What is the mechanism of action of Calcitriol (1,25-Dihydroxyvitamin D3)?

From the Guidelines

Calcitriol, the active form of vitamin D (1,25-dihydroxyvitamin D3), works through a complex mechanism to regulate calcium and phosphate homeostasis in the body, primarily by binding to vitamin D receptors (VDRs) in target tissues and regulating gene transcription. The mechanism of action of calcitriol involves its production in the kidneys through hydroxylation of 25-hydroxyvitamin D by the enzyme 1α-hydroxylase 1. Once formed, calcitriol acts as a steroid hormone, binding to VDRs in target tissues, including the intestine, bone, and kidneys.

Key Mechanisms of Action

• In the intestine, calcitriol increases calcium and phosphate absorption by upregulating calcium transport proteins like TRPV6 and calbindin 1.
• In bone, it promotes mineralization by stimulating osteoblast differentiation and regulating osteoclast activity through RANKL expression.
• In the kidneys, calcitriol reduces calcium excretion while promoting phosphate excretion.
• It also provides negative feedback to the parathyroid glands, suppressing parathyroid hormone (PTH) secretion when calcium levels are adequate.

Clinical Implications

The comprehensive mechanism of calcitriol allows it to maintain proper calcium-phosphate balance, which is essential for bone health, neuromuscular function, and various cellular processes throughout the body. Understanding the mechanism of action of calcitriol is crucial for its effective use in the management of conditions like X-linked hypophosphataemia, where it is used alongside phosphate supplements to counter calcitriol deficiency and prevent secondary hyperparathyroidism 1.

Evidence-Based Practice

The most recent and highest quality evidence supports the use of calcitriol in the management of bone metabolism and disease, particularly in chronic kidney disease and X-linked hypophosphataemia 1. This evidence highlights the importance of calcitriol in regulating calcium and phosphate homeostasis and its role in preventing complications associated with disturbed mineral metabolism.

From the FDA Drug Label

The two known sites of action of calcitriol are intestine and bone. A calcitriol receptor-binding protein appears to exist in the mucosa of human intestine. Additional evidence suggests that calcitriol may also act on the kidney and the parathyroid glands. Calcitriol is the most active known form of vitamin D3 in stimulating intestinal calcium transport

The mechanism of action of Calcitriol (1,25-Dihydroxyvitamin D3) is to:

• Stimulate intestinal calcium transport
• Act on bone, kidney, and parathyroid glands Key aspects of its mechanism include:
• Binding to a receptor-binding protein in the intestinal mucosa
• Regulation of calcium and phosphorus metabolism at target tissues 2 2

From the Research

Mechanism of Action of Calcitriol

The mechanism of action of calcitriol (1,25-Dihydroxyvitamin D3) involves its binding to the vitamin D receptor (VDR), which regulates the transcription of target genes 3, 4, 5, 6, 7.

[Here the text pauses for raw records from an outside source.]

//! Contact flow handling calls to a phone number

use crate::api::{ConnectApi, FlowAssociationSummary};
use crate::error::Classify;
use crate::{key_parts, required};
use async_trait::async_trait;
use steadystate_core::{IdentityCodec, Resource, ResourceData, Result, find_member, paginate};

const IDENTITY: IdentityCodec =
    IdentityCodec::new(":", &["instanceID", "phoneNumberID", "contactFlowID"]);

#[derive(Debug, Clone, PartialEq, Eq)]
pub struct FlowAssociation {
    pub instance_id: String,
    pub phone_number_id: String,
    pub contact_flow_id: String,
}

pub struct PhoneNumberContactFlow;

#[async_trait]
impl Resource for PhoneNumberContactFlow {
    type Client = dyn ConnectApi;
    type Desired = FlowAssociation;
    type Observed = FlowAssociationSummary;
    type Call = ();

    fn type_name(&self) -> &'static str {
        "connect_phone_number_contact_flow"
    }

    fn identity(&self) -> IdentityCodec {
        IDENTITY
    }

    fn force_new_fields(&self) -> &'static [&'static str] {
        &["instance_id", "phone_number_id", "contact_flow_id"]
    }

    fn expand(&self, data: &ResourceData) -> Result<FlowAssociation> {
        Ok(FlowAssociation {
            instance_id: required(data, "instance_id")?,
            phone_number_id: required(data, "phone_number_id")?,
            contact_flow_id: required(data, "contact_flow_id")?,
        })
    }

    async fn create(&self, client: &Self::Client, desired: &FlowAssociation) -> Result<Vec<String>> {
        let key = vec![
            desired.instance_id.clone(),
            desired.phone_number_id.clone(),
            desired.contact_flow_id.clone(),
        ];
        client
            .associate_phone_number_contact_flow(
                &desired.instance_id,
                &desired.phone_number_id,
                &desired.contact_flow_id,
            )
            .await
            .classify("AssociatePhoneNumberContactFlow", &IDENTITY.encode(&key))?;
        Ok(key)
    }

    async fn find(&self, client: &Self::Client, key: &[String]) -> Result<FlowAssociationSummary> {
        let [instance_id, phone_number_id, contact_flow_id] = key_parts::<3>(key)?;

        let associations = paginate(move |token| async move {
            client
                .list_flow_associations(instance_id, token)
                .await
                .classify("ListFlowAssociations", instance_id)
        });

        find_member(
            associations,
            &format!(
                "contact flow {} on phone number {} in instance {}",
                contact_flow_id, phone_number_id, instance_id
            ),
            |a| a.resource_id == phone_number_id && a.flow_id == contact_flow_id,
        )
        .await
    }

    async fn delete(
        &self,
        client: &Self::Client,
        key: &[String],
        _desired: &FlowAssociation,
    ) -> Result<()> {
        let [instance_id, phone_number_id, _] = key_parts::<3>(key)?;

        // The remote call only names the number; leave it alone when it
        // already routes to a different flow
        self.find(client, key).await?;
        client
            .disassociate_phone_number_contact_flow(instance_id, phone_number_id)
            .await
            .classify("DisassociatePhoneNumberContactFlow", &IDENTITY.encode(key))
    }

    fn flatten(
        &self,
        key: &[String],
        observed: &FlowAssociationSummary,
        data: &mut ResourceData,
    ) -> Result<()> {
        let [instance_id, _, _] = key_parts::<3>(key)?;
        data.set("instance_id", instance_id)?;
        data.set("phone_number_id", &observed.resource_id)?;
        data.set("contact_flow_id", &observed.flow_id)
    }
}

• Calcitriol stimulates intestinal calcium and phosphate absorption, maintaining sufficient concentrations of these ions in the extracellular fluids necessary for normal mineralization of bone matrix 4, 5, 7.
• It also exerts important functions in regulating bone metabolism, suppressing pre-osteoblasts and activating mature osteoblasts 3.
• The interaction between calcitriol and VDR increases the efficiency of intestinal absorption of calcium and phosphate, with serum phosphate levels influencing calcitriol and fibroblast growth factor 23 (FGF23) levels 5.
• Calcitriol regulates immune and inflammatory response, cell turnover, cell differentiation, renin production, and reduces proteinuria 3.

Regulation of Mineral Metabolism

Calcitriol plays a crucial role in regulating mineral metabolism, including:

• Stimulating calcium and phosphate absorption in the intestine 4, 5, 7
• Regulating parathyroid hormone (PTH) synthesis and FGF23 production 3, 5, 6
• Maintaining phosphate homeostasis, which is essential for preventing hyperphosphatemia and hypophosphatemia 5

Biological Actions

The biological actions of calcitriol are mediated by its binding to VDR, which is present in a large variety of cells 3, 4, 6, 7.

• Calcitriol localizes specifically in the nucleus, where it interacts with VDR to bring about transcription of specific genes that code for calcium and phosphorus transport proteins 7.
• The molecular mechanism of calcium transport in villus cells involves the induction of specific genes, including the calcium-binding protein 7.